In message <01I3N5YZXAEG001840@SCI.WFBR.EDU>, Foteos Macrides writes:
>>
>>Hmmm.. I wouldn't say that. This issue has been discussed at length,
>>and several proposals similar to mailto:foo@bar?subject=xxx have
>>been made. See, for example, the mailserver thread on the uri mailing list:
>>
>>http://www.altavista.digital.com/cgi-bin/query?pg=q&what=web&fmt=.&
>>	q=host%3Awww.acl.lanl.gov+%2Bmailserver
>
>	The mailserv proposal is an expired IETF draft (the finger
>proposal also has expired, unfortunately, without replacement or
>enhancement).  One reason for creating a new access type is to
>provide such functionality without breaking mailto, i.e., to
>maintain and cheerish the interoperability principle.

I don't quite follow: how does this break mailto?

In theory, I suppose you're right:

In RFC1738, I see:

   A mailto URL takes the form:

        mailto:<rfc822-addr-spec>

   where <rfc822-addr-spec> is (the encoding of an) addr-spec, as
   specified in RFC 822 [6]. Within mailto URLs, there are no reserved
   characters.

It's unfortunate that there are no reserved characters: that conflicts
with the notion of adding semantics to this ?foo=bar construct.

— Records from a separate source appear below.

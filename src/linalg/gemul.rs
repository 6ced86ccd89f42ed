//! `Qgemul`: general matrix-matrix multiply.
//!
//! Shapes are enforced by the type checker: `a: Matrix<M, K>` and
//! `b: Matrix<K, N>` share the const generic `K`, so a caller cannot even
//! construct a call with a mismatched inner dimension. A transposed
//! operand is produced by calling [`crate::matrix::Matrix::transpose`]
//! before invoking this kernel rather than by a runtime transpose flag.

use crate::format::DynFormat;
use crate::matrix::Matrix;
use crate::policy::GemulArgs;
use crate::reduce::qreduce;

/// Computes `A * B`, reducing each output element's partial-product row
/// through [`qreduce`] so the same per-layer bundle semantics apply to the
/// accumulation as everywhere else in the crate.
#[must_use]
pub fn qgemul<const M: usize, const K: usize, const N: usize>(
    a: &Matrix<M, K>,
    b: &Matrix<K, N>,
    out_format: DynFormat,
    args: &GemulArgs,
) -> Matrix<M, N> {
    Matrix::from_fn(out_format, |r, c| {
        let terms: Vec<_> = (0..K).map(|k| a.at(r, k).mul(b.at(k, c), &args.mul)).collect();
        qreduce(&terms, core::slice::from_ref(&args.add)).cast_to(out_format)
    })
}

#[cfg(test)]
mod tests {
    #![allow(clippy::unwrap_used, clippy::expect_used)]
    use super::*;
    use crate::format::{OvfMode, RndMode};

    fn fmt() -> DynFormat {
        DynFormat::try_new(12, 8, true, RndMode::Tcpl, OvfMode::SatTcpl).unwrap()
    }

    // Identity times a scaled matrix returns the scaled matrix unchanged.
    #[test]
    fn multiplying_by_identity_is_a_no_op() {
        let identity = Matrix::<3, 3>::from_reals(
            fmt(),
            [[1.0, 0.0, 0.0], [0.0, 1.0, 0.0], [0.0, 0.0, 1.0]],
        );
        let a = Matrix::<3, 3>::from_reals(
            fmt(),
            [[1.0, 2.0, 3.0], [4.0, 5.0, 6.0], [7.0, 8.0, 9.0]],
        );
        let out = qgemul(&a, &identity, fmt(), &GemulArgs::default());
        for r in 0..3 {
            for c in 0..3 {
                assert!((out.at(r, c).to_f64() - a.at(r, c).to_f64()).abs() < 1e-2);
            }
        }
    }

    #[test]
    fn transpose_composes_with_gemul_for_at_times_b() {
        let a = Matrix::<2, 3>::from_reals(fmt(), [[1.0, 2.0, 3.0], [4.0, 5.0, 6.0]]);
        let b = Matrix::<2, 2>::from_reals(fmt(), [[1.0, 0.0], [0.0, 1.0]]);
        let at = a.transpose();
        let out = qgemul(&at, &b, fmt(), &GemulArgs::default());
        assert_eq!(out.shape(), (3, 2));
        assert!((out.at(0, 0).to_f64() - 1.0).abs() < 1e-2);
    }

    #[test]
    fn rectangular_product_matches_hand_computation() {
        let a = Matrix::<2, 2>::from_reals(fmt(), [[1.0, 2.0], [3.0, 4.0]]);
        let b = Matrix::<2, 2>::from_reals(fmt(), [[5.0, 6.0], [7.0, 8.0]]);
        let out = qgemul(&a, &b, fmt(), &GemulArgs::default());
        // [[1*5+2*7, 1*6+2*8], [3*5+4*7, 3*6+4*8]] = [[19,22],[43,50]]
        assert!((out.at(0, 0).to_f64() - 19.0).abs() < 1e-2);
        assert!((out.at(0, 1).to_f64() - 22.0).abs() < 1e-2);
        assert!((out.at(1, 0).to_f64() - 43.0).abs() < 1e-2);
        assert!((out.at(1, 1).to_f64() - 50.0).abs() < 1e-2);
    }
}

On the other hand, it seems that in practice, there are reserved
characters; at least %. I specified:

	mailto:%65

and netscape filled in "e" in the to: header field.

So if somebody wanted to put ? in their email address, they could,
using %-escaping.


In practice, then, I don't see any problem with extending the mailto:
syntax to include subject (and perhaps reply-to and a few others)
header fields.

The interoperability principle is only a few rungs above the
extensibility principle, after all.


>	That was also the reason, wasn't it, for adding nntp as an
>access type which accepts a host field, and leaving news as an access
>type which uses an independently configured host?

That was another bogus idea. There's nothing wrong with:

	news://foo.com/comp.text.sgml

No conflict at all.

>  That's another
>interoperability principle, embodied in RFC 1738, which has been
>trashed.

How does this cause interoperability problems? Where is the
case where a conforming implementation will behave unreliably?